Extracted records
========================================

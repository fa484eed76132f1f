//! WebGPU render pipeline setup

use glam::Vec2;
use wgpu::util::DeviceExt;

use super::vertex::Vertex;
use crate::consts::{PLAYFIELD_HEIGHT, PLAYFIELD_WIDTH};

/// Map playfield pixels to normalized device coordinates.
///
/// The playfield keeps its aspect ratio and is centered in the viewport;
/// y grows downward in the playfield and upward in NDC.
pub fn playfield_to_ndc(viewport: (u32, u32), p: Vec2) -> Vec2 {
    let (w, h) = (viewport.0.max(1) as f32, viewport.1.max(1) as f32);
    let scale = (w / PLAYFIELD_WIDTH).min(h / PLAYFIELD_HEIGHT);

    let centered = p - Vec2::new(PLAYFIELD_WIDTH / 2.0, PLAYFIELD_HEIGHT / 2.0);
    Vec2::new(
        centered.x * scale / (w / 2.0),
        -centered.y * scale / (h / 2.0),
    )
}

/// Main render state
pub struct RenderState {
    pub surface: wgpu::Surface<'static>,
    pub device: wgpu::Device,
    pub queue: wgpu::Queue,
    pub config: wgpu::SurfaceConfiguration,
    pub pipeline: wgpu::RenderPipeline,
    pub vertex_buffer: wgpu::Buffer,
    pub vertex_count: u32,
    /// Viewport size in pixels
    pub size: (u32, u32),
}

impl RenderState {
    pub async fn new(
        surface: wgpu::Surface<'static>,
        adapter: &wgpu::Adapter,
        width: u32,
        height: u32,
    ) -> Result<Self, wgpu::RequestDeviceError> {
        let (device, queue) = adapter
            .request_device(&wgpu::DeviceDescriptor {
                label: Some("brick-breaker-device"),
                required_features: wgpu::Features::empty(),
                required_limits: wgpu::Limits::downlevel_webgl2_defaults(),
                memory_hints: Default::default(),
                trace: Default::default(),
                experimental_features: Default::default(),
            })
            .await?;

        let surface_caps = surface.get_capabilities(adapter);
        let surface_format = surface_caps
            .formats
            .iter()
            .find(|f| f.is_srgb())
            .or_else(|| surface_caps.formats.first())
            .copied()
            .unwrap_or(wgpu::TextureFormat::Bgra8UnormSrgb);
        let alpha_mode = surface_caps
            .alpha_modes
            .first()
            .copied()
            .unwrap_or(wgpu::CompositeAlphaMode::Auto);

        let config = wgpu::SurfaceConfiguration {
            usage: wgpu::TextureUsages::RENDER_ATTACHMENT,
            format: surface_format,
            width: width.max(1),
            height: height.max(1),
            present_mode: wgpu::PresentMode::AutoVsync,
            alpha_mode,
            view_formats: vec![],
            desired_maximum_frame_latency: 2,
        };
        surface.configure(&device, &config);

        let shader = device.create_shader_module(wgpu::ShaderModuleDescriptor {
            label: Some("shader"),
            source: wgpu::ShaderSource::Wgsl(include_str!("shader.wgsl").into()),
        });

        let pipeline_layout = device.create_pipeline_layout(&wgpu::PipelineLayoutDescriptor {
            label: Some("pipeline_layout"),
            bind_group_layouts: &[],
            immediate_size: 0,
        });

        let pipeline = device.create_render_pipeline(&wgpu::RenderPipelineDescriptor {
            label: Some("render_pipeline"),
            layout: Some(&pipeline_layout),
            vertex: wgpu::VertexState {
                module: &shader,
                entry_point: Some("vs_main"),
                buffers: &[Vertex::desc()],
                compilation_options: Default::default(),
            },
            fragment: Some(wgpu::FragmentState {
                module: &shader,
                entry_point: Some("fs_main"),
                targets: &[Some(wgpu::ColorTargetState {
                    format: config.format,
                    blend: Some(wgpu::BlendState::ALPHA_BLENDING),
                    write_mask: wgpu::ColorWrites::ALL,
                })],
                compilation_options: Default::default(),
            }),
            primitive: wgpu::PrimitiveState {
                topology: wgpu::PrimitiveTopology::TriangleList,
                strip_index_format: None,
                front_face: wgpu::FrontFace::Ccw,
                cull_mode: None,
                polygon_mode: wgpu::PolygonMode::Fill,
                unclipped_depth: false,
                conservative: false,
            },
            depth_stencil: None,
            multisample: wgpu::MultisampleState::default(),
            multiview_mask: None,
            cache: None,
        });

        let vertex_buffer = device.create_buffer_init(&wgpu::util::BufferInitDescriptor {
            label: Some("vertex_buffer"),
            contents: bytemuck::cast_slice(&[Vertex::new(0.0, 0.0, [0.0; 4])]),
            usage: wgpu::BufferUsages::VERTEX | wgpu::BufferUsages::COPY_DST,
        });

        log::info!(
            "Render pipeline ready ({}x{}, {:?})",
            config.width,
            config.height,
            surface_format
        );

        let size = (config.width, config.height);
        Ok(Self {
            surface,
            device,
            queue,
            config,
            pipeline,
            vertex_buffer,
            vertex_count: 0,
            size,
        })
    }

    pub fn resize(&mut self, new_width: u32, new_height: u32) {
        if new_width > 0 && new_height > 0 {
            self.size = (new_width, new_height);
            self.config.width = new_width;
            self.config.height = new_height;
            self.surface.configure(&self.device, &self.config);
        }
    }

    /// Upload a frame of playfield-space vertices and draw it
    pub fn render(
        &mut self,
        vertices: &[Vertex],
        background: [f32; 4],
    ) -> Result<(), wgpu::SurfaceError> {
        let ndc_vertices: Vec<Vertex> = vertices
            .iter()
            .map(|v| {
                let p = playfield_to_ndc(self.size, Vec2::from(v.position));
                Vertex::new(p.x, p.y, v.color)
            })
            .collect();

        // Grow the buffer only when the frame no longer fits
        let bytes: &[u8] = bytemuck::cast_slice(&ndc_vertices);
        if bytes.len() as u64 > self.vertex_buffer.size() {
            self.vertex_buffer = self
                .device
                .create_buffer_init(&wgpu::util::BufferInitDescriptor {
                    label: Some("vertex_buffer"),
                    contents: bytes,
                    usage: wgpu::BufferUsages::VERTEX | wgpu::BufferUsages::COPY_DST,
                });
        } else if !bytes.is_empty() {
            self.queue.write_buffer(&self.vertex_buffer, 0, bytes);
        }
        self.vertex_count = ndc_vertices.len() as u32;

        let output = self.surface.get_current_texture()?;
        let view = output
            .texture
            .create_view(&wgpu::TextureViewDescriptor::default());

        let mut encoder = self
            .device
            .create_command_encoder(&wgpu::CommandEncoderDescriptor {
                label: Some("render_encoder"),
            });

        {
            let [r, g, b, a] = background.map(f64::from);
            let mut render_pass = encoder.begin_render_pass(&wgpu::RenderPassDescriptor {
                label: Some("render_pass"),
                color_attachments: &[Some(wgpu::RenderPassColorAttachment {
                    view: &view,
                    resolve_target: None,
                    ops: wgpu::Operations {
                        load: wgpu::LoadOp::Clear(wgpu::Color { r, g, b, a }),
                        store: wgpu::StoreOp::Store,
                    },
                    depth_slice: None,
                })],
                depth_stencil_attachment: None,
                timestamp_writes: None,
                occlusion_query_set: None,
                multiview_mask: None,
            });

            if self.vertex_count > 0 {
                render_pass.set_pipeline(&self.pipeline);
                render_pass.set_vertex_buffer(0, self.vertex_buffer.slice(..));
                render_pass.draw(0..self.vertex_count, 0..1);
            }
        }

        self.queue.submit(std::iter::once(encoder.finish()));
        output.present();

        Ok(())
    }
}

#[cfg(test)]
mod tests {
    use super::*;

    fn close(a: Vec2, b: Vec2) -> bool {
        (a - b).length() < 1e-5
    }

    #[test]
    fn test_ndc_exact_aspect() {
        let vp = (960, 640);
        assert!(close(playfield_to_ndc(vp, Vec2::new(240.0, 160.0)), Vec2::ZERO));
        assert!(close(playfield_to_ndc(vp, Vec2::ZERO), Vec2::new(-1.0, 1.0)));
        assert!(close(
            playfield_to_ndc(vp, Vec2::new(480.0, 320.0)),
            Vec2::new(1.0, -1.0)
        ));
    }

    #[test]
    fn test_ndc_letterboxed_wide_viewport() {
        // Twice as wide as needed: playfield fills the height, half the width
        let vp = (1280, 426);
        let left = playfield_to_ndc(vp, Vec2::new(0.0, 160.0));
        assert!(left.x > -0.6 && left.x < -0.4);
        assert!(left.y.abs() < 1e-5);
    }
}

========================================

PROBLEM: The required answer is each line of the data in which the word "BufferUsages" appears.

RESULT OF THIS EXERCISE:
            usage: wgpu::BufferUsages::VERTEX | wgpu::BufferUsages::COPY_DST,
                    usage: wgpu::BufferUsages::VERTEX | wgpu::BufferUsages::COPY_DST,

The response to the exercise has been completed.